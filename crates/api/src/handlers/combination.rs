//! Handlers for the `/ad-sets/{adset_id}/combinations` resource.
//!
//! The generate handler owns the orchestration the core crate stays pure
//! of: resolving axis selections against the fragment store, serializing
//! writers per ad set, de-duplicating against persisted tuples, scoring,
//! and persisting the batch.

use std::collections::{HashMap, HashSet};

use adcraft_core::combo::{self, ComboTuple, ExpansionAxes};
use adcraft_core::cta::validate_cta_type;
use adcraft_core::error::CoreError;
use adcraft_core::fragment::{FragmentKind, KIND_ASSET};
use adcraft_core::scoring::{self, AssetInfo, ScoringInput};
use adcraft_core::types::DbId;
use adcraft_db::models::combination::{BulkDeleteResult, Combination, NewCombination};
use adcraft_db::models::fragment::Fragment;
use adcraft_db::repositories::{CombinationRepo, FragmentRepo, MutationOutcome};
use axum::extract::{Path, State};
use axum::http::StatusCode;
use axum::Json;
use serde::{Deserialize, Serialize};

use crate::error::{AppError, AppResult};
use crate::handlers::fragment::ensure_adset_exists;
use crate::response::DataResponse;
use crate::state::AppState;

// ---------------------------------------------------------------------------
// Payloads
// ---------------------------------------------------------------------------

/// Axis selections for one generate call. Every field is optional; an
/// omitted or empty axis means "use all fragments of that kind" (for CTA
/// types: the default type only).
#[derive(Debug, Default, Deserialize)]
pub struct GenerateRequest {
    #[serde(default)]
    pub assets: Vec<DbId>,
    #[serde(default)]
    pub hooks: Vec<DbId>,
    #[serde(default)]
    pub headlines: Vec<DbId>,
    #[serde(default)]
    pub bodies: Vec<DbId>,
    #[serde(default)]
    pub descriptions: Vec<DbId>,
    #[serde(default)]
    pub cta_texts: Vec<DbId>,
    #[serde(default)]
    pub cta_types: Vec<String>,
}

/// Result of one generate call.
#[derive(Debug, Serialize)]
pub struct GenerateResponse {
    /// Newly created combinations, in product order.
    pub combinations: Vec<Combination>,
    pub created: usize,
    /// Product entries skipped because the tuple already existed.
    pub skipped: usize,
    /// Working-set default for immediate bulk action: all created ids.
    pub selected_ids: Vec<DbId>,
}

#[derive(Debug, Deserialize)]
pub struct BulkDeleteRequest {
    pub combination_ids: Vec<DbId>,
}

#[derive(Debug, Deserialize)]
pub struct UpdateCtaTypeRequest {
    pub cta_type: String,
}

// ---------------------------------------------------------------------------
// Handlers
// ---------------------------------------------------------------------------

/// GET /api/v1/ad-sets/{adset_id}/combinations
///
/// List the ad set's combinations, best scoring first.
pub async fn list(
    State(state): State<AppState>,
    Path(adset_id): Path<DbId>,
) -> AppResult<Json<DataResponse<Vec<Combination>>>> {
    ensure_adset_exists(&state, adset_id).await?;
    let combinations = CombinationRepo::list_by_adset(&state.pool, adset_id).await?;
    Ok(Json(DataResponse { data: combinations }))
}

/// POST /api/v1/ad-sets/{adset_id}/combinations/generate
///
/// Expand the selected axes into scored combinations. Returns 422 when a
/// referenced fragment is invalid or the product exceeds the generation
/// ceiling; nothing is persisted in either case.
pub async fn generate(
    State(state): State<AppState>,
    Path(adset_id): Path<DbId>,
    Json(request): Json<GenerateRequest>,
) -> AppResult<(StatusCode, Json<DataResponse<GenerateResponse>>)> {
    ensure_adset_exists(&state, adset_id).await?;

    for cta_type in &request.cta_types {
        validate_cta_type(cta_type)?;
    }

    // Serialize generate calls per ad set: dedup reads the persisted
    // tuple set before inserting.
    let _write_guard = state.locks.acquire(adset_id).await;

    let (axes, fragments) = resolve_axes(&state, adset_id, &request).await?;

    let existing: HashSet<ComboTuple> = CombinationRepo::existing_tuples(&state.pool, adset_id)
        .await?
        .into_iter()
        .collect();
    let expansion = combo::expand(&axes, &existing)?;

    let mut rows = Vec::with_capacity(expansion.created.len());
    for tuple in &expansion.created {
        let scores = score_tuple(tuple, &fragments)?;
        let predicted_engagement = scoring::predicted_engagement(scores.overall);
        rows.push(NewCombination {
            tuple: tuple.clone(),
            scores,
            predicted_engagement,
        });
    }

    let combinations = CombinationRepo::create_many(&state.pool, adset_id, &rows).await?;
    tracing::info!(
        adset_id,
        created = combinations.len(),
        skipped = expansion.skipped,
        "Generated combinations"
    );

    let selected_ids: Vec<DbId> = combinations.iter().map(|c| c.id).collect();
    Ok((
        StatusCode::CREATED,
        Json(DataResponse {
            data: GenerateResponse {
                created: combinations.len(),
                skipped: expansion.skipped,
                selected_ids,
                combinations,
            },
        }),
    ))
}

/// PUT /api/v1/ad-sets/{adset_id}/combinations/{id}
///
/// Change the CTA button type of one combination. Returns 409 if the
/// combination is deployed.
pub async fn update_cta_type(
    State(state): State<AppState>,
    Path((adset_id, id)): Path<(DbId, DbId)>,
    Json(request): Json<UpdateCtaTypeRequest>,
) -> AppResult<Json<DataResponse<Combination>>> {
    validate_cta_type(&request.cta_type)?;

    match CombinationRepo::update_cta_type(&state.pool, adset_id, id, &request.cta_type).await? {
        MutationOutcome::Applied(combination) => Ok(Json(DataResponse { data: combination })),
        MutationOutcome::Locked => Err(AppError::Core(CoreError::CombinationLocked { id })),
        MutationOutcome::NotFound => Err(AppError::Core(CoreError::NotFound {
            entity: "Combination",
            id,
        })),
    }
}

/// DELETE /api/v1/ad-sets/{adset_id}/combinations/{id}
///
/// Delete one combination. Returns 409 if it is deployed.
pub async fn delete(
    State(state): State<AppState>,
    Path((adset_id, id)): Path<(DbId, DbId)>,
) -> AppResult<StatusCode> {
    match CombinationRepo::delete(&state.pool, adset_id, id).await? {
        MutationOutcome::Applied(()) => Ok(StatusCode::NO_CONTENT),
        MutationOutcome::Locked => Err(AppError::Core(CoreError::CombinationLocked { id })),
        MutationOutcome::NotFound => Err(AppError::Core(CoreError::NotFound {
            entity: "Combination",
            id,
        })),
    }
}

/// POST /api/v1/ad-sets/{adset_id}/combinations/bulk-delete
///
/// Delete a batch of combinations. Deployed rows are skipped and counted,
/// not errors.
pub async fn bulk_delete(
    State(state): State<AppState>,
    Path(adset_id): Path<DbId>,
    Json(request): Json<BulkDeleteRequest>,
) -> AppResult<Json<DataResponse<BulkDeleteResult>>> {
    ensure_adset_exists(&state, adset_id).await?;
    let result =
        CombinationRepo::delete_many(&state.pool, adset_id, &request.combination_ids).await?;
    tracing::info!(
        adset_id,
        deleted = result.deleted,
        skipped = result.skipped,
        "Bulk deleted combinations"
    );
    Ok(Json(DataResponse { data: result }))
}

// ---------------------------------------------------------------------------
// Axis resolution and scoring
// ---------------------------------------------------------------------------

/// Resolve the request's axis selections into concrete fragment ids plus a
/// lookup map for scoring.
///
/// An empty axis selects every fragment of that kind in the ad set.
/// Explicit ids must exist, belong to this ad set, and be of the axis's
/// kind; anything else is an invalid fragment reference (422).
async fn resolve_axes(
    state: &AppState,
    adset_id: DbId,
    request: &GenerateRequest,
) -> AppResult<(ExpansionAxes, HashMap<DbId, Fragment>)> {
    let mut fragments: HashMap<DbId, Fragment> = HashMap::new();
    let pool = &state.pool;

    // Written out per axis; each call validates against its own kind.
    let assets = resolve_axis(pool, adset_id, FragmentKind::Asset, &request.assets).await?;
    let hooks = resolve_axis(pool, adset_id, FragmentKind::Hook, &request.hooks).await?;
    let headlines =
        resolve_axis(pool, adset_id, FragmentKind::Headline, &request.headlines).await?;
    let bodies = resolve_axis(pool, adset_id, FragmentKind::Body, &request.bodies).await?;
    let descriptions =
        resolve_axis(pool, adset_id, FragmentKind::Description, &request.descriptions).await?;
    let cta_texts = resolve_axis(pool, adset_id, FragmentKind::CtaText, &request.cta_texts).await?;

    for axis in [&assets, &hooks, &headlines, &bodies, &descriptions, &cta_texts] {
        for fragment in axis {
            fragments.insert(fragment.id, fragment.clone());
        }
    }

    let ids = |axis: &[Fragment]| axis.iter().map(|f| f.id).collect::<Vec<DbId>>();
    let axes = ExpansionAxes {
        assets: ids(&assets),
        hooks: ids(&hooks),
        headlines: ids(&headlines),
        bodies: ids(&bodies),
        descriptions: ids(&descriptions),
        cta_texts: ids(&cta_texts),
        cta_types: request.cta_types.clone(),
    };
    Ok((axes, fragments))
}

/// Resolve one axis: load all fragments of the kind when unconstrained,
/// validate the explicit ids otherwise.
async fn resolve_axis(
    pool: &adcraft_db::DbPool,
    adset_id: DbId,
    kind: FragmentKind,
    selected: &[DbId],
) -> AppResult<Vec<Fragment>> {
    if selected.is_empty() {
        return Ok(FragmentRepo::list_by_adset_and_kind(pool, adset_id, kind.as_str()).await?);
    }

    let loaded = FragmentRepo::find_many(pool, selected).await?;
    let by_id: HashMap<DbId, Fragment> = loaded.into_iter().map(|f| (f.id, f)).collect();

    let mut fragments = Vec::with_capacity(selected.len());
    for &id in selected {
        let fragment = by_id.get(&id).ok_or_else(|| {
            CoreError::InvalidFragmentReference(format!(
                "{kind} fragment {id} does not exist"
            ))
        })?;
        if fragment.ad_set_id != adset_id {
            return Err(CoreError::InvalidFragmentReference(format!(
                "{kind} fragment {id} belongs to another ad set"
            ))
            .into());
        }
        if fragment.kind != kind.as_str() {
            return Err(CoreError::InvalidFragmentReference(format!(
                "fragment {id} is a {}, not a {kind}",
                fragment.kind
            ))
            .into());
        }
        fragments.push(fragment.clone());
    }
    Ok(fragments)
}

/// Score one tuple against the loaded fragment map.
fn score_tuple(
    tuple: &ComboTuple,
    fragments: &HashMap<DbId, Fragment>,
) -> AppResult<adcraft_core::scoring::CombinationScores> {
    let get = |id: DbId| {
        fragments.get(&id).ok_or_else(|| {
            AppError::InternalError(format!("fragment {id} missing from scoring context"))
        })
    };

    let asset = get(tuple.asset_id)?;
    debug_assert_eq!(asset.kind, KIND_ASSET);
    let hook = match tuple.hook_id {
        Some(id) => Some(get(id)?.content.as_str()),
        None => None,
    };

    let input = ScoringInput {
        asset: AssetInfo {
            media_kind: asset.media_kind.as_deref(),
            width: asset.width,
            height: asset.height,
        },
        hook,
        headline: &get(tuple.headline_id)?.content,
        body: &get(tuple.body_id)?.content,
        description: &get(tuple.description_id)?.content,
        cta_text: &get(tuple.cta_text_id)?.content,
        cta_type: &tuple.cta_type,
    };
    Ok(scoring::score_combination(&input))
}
* * *
* **Goal of the exercise**
Which of the lines above hold the string "selections"? Copy each one.

* **Finished exercise**
//! of: resolving axis selections against the fragment store, serializing
/// Axis selections for one generate call. Every field is optional; an
/// Resolve the request's axis selections into concrete fragment ids plus a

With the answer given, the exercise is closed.